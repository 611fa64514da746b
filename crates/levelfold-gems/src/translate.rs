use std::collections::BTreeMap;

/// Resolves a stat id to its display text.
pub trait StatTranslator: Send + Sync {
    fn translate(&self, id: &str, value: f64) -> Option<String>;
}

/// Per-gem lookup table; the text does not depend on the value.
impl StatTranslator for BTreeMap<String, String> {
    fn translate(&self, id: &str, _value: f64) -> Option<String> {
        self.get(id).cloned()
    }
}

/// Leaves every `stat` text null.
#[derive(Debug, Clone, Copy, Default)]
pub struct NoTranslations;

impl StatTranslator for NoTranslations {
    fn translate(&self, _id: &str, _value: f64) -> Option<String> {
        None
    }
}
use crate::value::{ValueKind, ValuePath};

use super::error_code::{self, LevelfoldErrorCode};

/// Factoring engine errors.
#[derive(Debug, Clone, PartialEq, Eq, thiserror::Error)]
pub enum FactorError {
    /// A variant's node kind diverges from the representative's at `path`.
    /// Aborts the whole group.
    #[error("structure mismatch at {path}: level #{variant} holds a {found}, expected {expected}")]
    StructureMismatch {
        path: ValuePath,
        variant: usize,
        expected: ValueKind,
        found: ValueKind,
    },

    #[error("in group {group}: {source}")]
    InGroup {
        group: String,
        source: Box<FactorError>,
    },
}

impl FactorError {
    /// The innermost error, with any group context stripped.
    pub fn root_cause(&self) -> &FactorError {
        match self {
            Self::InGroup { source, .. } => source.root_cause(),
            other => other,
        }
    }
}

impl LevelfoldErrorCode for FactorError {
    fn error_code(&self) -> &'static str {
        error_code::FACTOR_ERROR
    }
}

### TASK DIRECTIONS:
Produce an exact copy of all the records.

### SOLUTION FOR THIS TASK:
repository 611fa64514da746b
filename crates/levelfold-gems/src/translate.rs
use std::collections::BTreeMap;

/// Resolves a stat id to its display text.
pub trait StatTranslator: Send + Sync {
    fn translate(&self, id: &str, value: f64) -> Option<String>;
}

/// Per-gem lookup table; the text does not depend on the value.
impl StatTranslator for BTreeMap<String, String> {
    fn translate(&self, id: &str, _value: f64) -> Option<String> {
        self.get(id).cloned()
    }
}

/// Leaves every `stat` text null.
#[derive(Debug, Clone, Copy, Default)]
pub struct NoTranslations;

impl StatTranslator for NoTranslations {
    fn translate(&self, _id: &str, _value: f64) -> Option<String> {
        None
    }
}
use crate::value::{ValueKind, ValuePath};

use super::error_code::{self, LevelfoldErrorCode};

/// Factoring engine errors.
#[derive(Debug, Clone, PartialEq, Eq, thiserror::Error)]
pub enum FactorError {
    /// A variant's node kind diverges from the representative's at `path`.
    /// Aborts the whole group.
    #[error("structure mismatch at {path}: level #{variant} holds a {found}, expected {expected}")]
    StructureMismatch {
        path: ValuePath,
        variant: usize,
        expected: ValueKind,
        found: ValueKind,
    },

    #[error("in group {group}: {source}")]
    InGroup {
        group: String,
        source: Box<FactorError>,
    },
}

impl FactorError {
    /// The innermost error, with any group context stripped.
    pub fn root_cause(&self) -> &FactorError {
        match self {
            Self::InGroup { source, .. } => source.root_cause(),
            other => other,
        }
    }
}

impl LevelfoldErrorCode for FactorError {
    fn error_code(&self) -> &'static str {
        error_code::FACTOR_ERROR
    }
}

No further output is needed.